Are there still skeletons in the megalithic tombs in Northwest Schleswig (DE)?
No, because the skeletons could not be preserved in the dry sandy soils of the Northern German Geest-area...
Are there finds from furniture dating back to the Lake Dwelling Times and how did they look like (DE)?
Yes. We know rests from chairs, beds as well as racks, both from the Stone Age as the following Bronze Age. They were not at all worked as artistically as the furniture from the Mediterranean we know from the same era or from the Near East. They are more the results of sound craftsmanship...
Are baking plates, typical for the middle and late Neolithic cultures of western Europe also known from the younger Neolithic (FR)?

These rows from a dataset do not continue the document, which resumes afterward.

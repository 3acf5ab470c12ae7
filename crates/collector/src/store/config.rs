use serde::{Deserialize, Serialize};
use std::path::PathBuf;

#[derive(Debug, Clone, Serialize, Deserialize)]
pub struct DatabaseConfig {
    #[serde(rename = "type")]
    pub db_type: DatabaseType,

    #[serde(skip_serializing_if = "Option::is_none")]
    pub sqlite_path: Option<PathBuf>,

    #[serde(skip_serializing_if = "Option::is_none")]
    pub connection_string: Option<String>,

    #[serde(default = "default_max_connections")]
    pub max_connections: u32,
}

#[derive(Debug, Clone, Copy, PartialEq, Eq, Serialize, Deserialize)]
#[serde(rename_all = "lowercase")]
pub enum DatabaseType {
    Sqlite,
    Postgres,
}

fn default_max_connections() -> u32 {
    5
}

impl Default for DatabaseConfig {
    fn default() -> Self {
        Self {
            db_type: DatabaseType::Sqlite,
            sqlite_path: Some(PathBuf::from("data/chargeback.db")),
            connection_string: None,
            max_connections: default_max_connections(),
        }
    }
}

impl DatabaseConfig {
    /// In-memory SQLite, used by tests.
    pub fn in_memory() -> Self {
        Self {
            sqlite_path: Some(PathBuf::from(":memory:")),
            ..Self::default()
        }
    }

    pub fn validate(&self) -> Result<(), String> {
        match self.db_type {
            DatabaseType::Sqlite => {
                if self.sqlite_path.is_none() {
                    return Err("SQLite path is required for SQLite database type".to_string());
                }
            }
            DatabaseType::Postgres => {
                if self.connection_string.is_none() {
                    return Err("Connection string is required for PostgreSQL database type".to_string());
                }
            }
        }
        if self.max_connections == 0 {
            return Err("max_connections must be at least 1".to_string());
        }
        Ok(())
    }
}

#[cfg(test)]
mod tests {
    use super::*;

    #[test]
    fn test_validate() {
        assert!(DatabaseConfig::default().validate().is_ok());
        assert!(DatabaseConfig::in_memory().validate().is_ok());

        let postgres = DatabaseConfig {
            db_type: DatabaseType::Postgres,
            connection_string: None,
            ..DatabaseConfig::default()
        };
        assert!(postgres.validate().is_err());

        let no_pool = DatabaseConfig {
            max_connections: 0,
            ..DatabaseConfig::default()
        };
        assert!(no_pool.validate().is_err());
    }
}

Baking plates are known from the Cerny- und Chassey-cultures, the Bourgogne middle-Neolithic and the Michelsberg-culture, ca. 4500-3500 BC). Their use seem to stop abruptly around 3500 BC caused by another way of baking bread. Maybe from this time onward, people used to bake directly on hot ashes, hot stones, pots or the inner walls of furnaces...

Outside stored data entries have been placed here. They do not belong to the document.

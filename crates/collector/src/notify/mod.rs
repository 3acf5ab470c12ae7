//! Budget alert dispatch.
//!
//! A [`Verdict`] becomes one alert audit row and, when the budget names a
//! secret holding a webhook URL, one detached webhook delivery.

mod webhook;

pub use webhook::WebhookSink;

use std::sync::Arc;

use chrono::{DateTime, Utc};
use serde::{Deserialize, Serialize};
use tokio::task::JoinHandle;
use tracing::{info, warn};
use uuid::Uuid;

use crate::budget::Verdict;
use crate::metrics::BUDGET_ALERTS_TOTAL;
use crate::source::WorkloadSource;
use crate::store::{
    Alert, AlertSeverity, BudgetPeriod, GroupType, Offender, OffenderScope, SelectorType, Store,
};
use crate::Result;

pub const TOP_OFFENDERS_LIMIT: i64 = 5;

/// Secret key holding the webhook URL.
pub const WEBHOOK_URL_KEY: &str = "webhook.url";

#[derive(Debug, Clone, PartialEq, Serialize, Deserialize)]
#[serde(rename_all = "camelCase")]
pub struct AlertPayload {
    pub timestamp: DateTime<Utc>,
    pub severity: AlertSeverity,
    pub budget_id: String,
    pub budget_name: String,
    pub selector_type: SelectorType,
    pub selector_value: String,
    pub period: BudgetPeriod,
    pub period_start: DateTime<Utc>,
    pub period_end: DateTime<Utc>,
    pub current_cpu_mcpu: i64,
    pub current_mem_mib: i64,
    pub limit_cpu_mcpu: i64,
    pub limit_mem_mib: i64,
    pub cpu_percent: f64,
    pub mem_percent: f64,
    #[serde(default, skip_serializing_if = "Option::is_none")]
    pub dashboard_url: Option<String>,
    pub top_offenders: Vec<Offender>,
}

pub struct AlertDispatcher {
    store: Arc<dyn Store>,
    source: Arc<dyn WorkloadSource>,
    sink: WebhookSink,
    team_label: String,
    dashboard_url: Option<String>,
}

impl AlertDispatcher {
    pub fn new(
        store: Arc<dyn Store>,
        source: Arc<dyn WorkloadSource>,
        sink: WebhookSink,
        team_label: impl Into<String>,
        dashboard_url: Option<String>,
    ) -> Self {
        Self {
            store,
            source,
            sink,
            team_label: team_label.into(),
            dashboard_url,
        }
    }

    fn offender_scope(&self, verdict: &Verdict) -> Option<OffenderScope> {
        match verdict.group_type {
            GroupType::Team => Some(OffenderScope::Team {
                label_key: self.team_label.clone(),
                value: verdict.budget.selector_value.clone(),
            }),
            GroupType::Namespace => Some(OffenderScope::Namespace(verdict.budget.selector_value.clone())),
            GroupType::App => None,
        }
    }

    pub fn payload(&self, verdict: &Verdict, offenders: Vec<Offender>, timestamp: DateTime<Utc>) -> AlertPayload {
        let budget = &verdict.budget;
        AlertPayload {
            timestamp,
            severity: verdict.severity,
            budget_id: budget.id.clone(),
            budget_name: budget.name.clone(),
            selector_type: budget.selector_type,
            selector_value: budget.selector_value.clone(),
            period: budget.period,
            period_start: verdict.period_start,
            period_end: verdict.period_end,
            current_cpu_mcpu: verdict.usage.cpu_mcpu,
            current_mem_mib: verdict.usage.mem_mib,
            limit_cpu_mcpu: budget.cpu_mcpu_limit,
            limit_mem_mib: budget.mem_mib_limit,
            cpu_percent: verdict.cpu_percent,
            mem_percent: verdict.mem_percent,
            dashboard_url: self.dashboard_url.clone(),
            top_offenders: offenders,
        }
    }

    async fn webhook_url(&self, verdict: &Verdict) -> Option<String> {
        let budget = &verdict.budget;
        let Some(secret_name) = budget.webhook_secret_name.as_deref().filter(|s| !s.trim().is_empty()) else {
            warn!("No webhook secret configured for budget {}", budget.name);
            return None;
        };

        match self.source.get_secret(secret_name).await {
            Ok(Some(mut data)) => {
                let url = data.remove(WEBHOOK_URL_KEY);
                if url.is_none() {
                    warn!(
                        "Secret {} for budget {} has no {} key",
                        secret_name, budget.name, WEBHOOK_URL_KEY
                    );
                }
                url
            }
            Ok(None) => {
                warn!("Secret {} for budget {} not found", secret_name, budget.name);
                None
            }
            Err(e) => {
                warn!("Error fetching secret {} for budget {}: {}", secret_name, budget.name, e);
                None
            }
        }
    }

    /// Records the alert, then starts delivery if a webhook URL resolves.
    ///
    /// The returned handle belongs to a detached task; awaiting it is optional.
    pub async fn dispatch(&self, verdict: &Verdict) -> Result<Option<JoinHandle<()>>> {
        let budget = &verdict.budget;
        let now = Utc::now();

        let offenders = match self.offender_scope(verdict) {
            Some(scope) => {
                self.store
                    .query_top_offenders(&scope, verdict.period_start, verdict.period_end, TOP_OFFENDERS_LIMIT)
                    .await?
            }
            None => Vec::new(),
        };
        let payload = self.payload(verdict, offenders, now);

        let alert = Alert {
            id: Uuid::new_v4().to_string(),
            timestamp: now,
            severity: verdict.severity,
            budget_name: budget.name.clone(),
            message: format!(
                "Budget {} reached {} level: cpu {:.1}%, memory {:.1}%",
                budget.name, verdict.severity, verdict.cpu_percent, verdict.mem_percent
            ),
            details: serde_json::to_value(&payload)?,
        };
        self.store.append_alert(&alert).await?;
        let severity = verdict.severity.to_string();
        BUDGET_ALERTS_TOTAL.with_label_values(&[severity.as_str()]).inc();
        info!("{}", alert.message);

        let Some(url) = self.webhook_url(verdict).await else {
            return Ok(None);
        };
        Ok(Some(self.sink.deliver(url, budget.name.clone(), payload)))
    }
}

#[cfg(test)]
mod tests {
    use super::*;
    use crate::source::MockWorkloadSource;
    use crate::store::{Budget, SqliteStore, Usage};
    use chrono::TimeZone;
    use std::collections::BTreeMap;
    use std::time::Duration;

    fn verdict(secret: Option<&str>) -> Verdict {
        let mut budget = Budget::new("payments", SelectorType::Namespace, "payments", BudgetPeriod::Daily, 1000, 0);
        budget.webhook_secret_name = secret.map(str::to_string);
        Verdict {
            budget,
            group_type: GroupType::Namespace,
            severity: AlertSeverity::Critical,
            usage: Usage {
                cpu_mcpu: 1200,
                mem_mib: 64,
                total_cost_units: 1.5,
            },
            period_start: Utc.with_ymd_and_hms(2024, 5, 15, 0, 0, 0).unwrap(),
            period_end: Utc.with_ymd_and_hms(2024, 5, 15, 12, 0, 0).unwrap(),
            cpu_percent: 120.0,
            mem_percent: 0.0,
        }
    }

    async fn dispatcher(source: MockWorkloadSource) -> (Arc<dyn Store>, AlertDispatcher) {
        let store = SqliteStore::new(":memory:", 1).await.unwrap();
        store.init().await.unwrap();
        let store: Arc<dyn Store> = Arc::new(store);
        let dispatcher = AlertDispatcher::new(
            store.clone(),
            Arc::new(source),
            WebhookSink::new(Duration::from_millis(200)).unwrap(),
            "team",
            Some("https://dash.local".to_string()),
        );
        (store, dispatcher)
    }

    #[tokio::test]
    async fn test_payload_field_names() {
        let (_store, dispatcher) = dispatcher(MockWorkloadSource::new()).await;

        let offenders = vec![Offender {
            app_key: "checkout".to_string(),
            cpu_mcpu: 800,
            mem_mib: 32,
            total_cost_units: 0.5,
        }];
        let timestamp = Utc.with_ymd_and_hms(2024, 5, 15, 12, 0, 1).unwrap();
        let json = serde_json::to_value(dispatcher.payload(&verdict(None), offenders, timestamp)).unwrap();

        assert_eq!(json["timestamp"], "2024-05-15T12:00:01Z");
        assert_eq!(json["severity"], "CRITICAL");
        assert_eq!(json["selectorType"], "NAMESPACE");
        assert_eq!(json["period"], "DAILY");
        assert_eq!(json["periodStart"], "2024-05-15T00:00:00Z");
        assert_eq!(json["currentCpuMcpu"], 1200);
        assert_eq!(json["limitCpuMcpu"], 1000);
        assert_eq!(json["cpuPercent"], 120.0);
        assert_eq!(json["dashboardUrl"], "https://dash.local");
        assert_eq!(json["topOffenders"][0]["appKey"], "checkout");
        assert_eq!(json["topOffenders"][0]["totalCostUnits"], 0.5);
    }

    #[tokio::test]
    async fn test_alert_written_without_secret() {
        let mut source = MockWorkloadSource::new();
        source.expect_get_secret().never();
        let (store, dispatcher) = dispatcher(source).await;

        let handle = dispatcher.dispatch(&verdict(None)).await.unwrap();
        assert!(handle.is_none());

        let alerts = store.list_alerts(10).await.unwrap();
        assert_eq!(alerts.len(), 1);
        assert_eq!(alerts[0].severity, AlertSeverity::Critical);
        assert_eq!(alerts[0].budget_name, "payments");
        assert_eq!(alerts[0].details["dashboardUrl"], "https://dash.local");
    }

    #[tokio::test]
    async fn test_missing_key_or_failed_lookup_skips_delivery() {
        let mut source = MockWorkloadSource::new();
        source
            .expect_get_secret()
            .withf(|name| name == "no-key")
            .returning(|_| Ok(Some(BTreeMap::from([("token".to_string(), "x".to_string())]))));
        source
            .expect_get_secret()
            .withf(|name| name == "broken")
            .returning(|_| Err(crate::Error::Kubernetes("forbidden".to_string())));
        let (store, dispatcher) = dispatcher(source).await;

        assert!(dispatcher.dispatch(&verdict(Some("no-key"))).await.unwrap().is_none());
        assert!(dispatcher.dispatch(&verdict(Some("broken"))).await.unwrap().is_none());
        assert_eq!(store.list_alerts(10).await.unwrap().len(), 2);
    }

    #[tokio::test]
    async fn test_resolved_url_spawns_delivery() {
        let mut source = MockWorkloadSource::new();
        source.expect_get_secret().returning(|_| {
            Ok(Some(BTreeMap::from([(
                WEBHOOK_URL_KEY.to_string(),
                "http://127.0.0.1:9/unreachable".to_string(),
            )])))
        });
        let (_store, dispatcher) = dispatcher(source).await;

        let handle = dispatcher.dispatch(&verdict(Some("hook"))).await.unwrap();
        handle.expect("delivery task").await.unwrap();
    }
}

What did the dwellings in the lake fortress look like (LV)?
The 9th century lake fortress consisted of 16 houses, with a habitable area of 10–30 m2. The houses were built of horizontal logs, with gently-sloping roofs, made of spruce or birch bark, as well as turf, and served at the same time as the ceiling...
What kind of religion did people practice in prehistory (NL)?
On base of archaeological finds only, it is hard to reconstruct the religious beliefs of the past. Many aspects of it, like stories, songs and most rituals do not leave any traces in the soil that we can recover today...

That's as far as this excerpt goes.